PROBLEM:
Pick out each line of the records in which the word "PathBuf" appears.

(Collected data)
╔══
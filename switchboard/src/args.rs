use std::path::PathBuf;

use clap::{Parser, Subcommand};
use switchboard_tools::Namespace;

/// Switchboard plugin host
#[derive(Debug, Parser)]
#[command(name = "switchboard", about = "Inspect registered tools and themes and call tools")]
pub struct Args {
    /// Path to configuration file; built-in defaults apply when omitted
    #[arg(short, long, env = "SWITCHBOARD_CONFIG")]
    pub config: Option<PathBuf>,

    /// Log filter directive, overriding `RUST_LOG` and the config file
    #[arg(long, env = "SWITCHBOARD_LOG")]
    pub log: Option<String>,

    #[command(subcommand)]
    pub command: Command,
}

#[derive(Debug, Subcommand)]
pub enum Command {
    /// List registered tools
    Tools {
        /// Only list one namespace
        #[arg(short, long)]
        namespace: Option<Namespace>,
    },
    /// List registered themes
    Themes,
    /// Call a server or context tool
    Call {
        /// Namespace of the tool (`server` or `context`)
        namespace: Namespace,
        /// Tool name
        name: String,
        /// Keyword arguments as a JSON object
        #[arg(long, default_value = "{}")]
        args: String,
        /// User the call is made on behalf of
        #[arg(long, default_value = "cli")]
        user: String,
    },
}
╚══
OUTPUT:
use std::path::PathBuf;
    pub config: Option<PathBuf>,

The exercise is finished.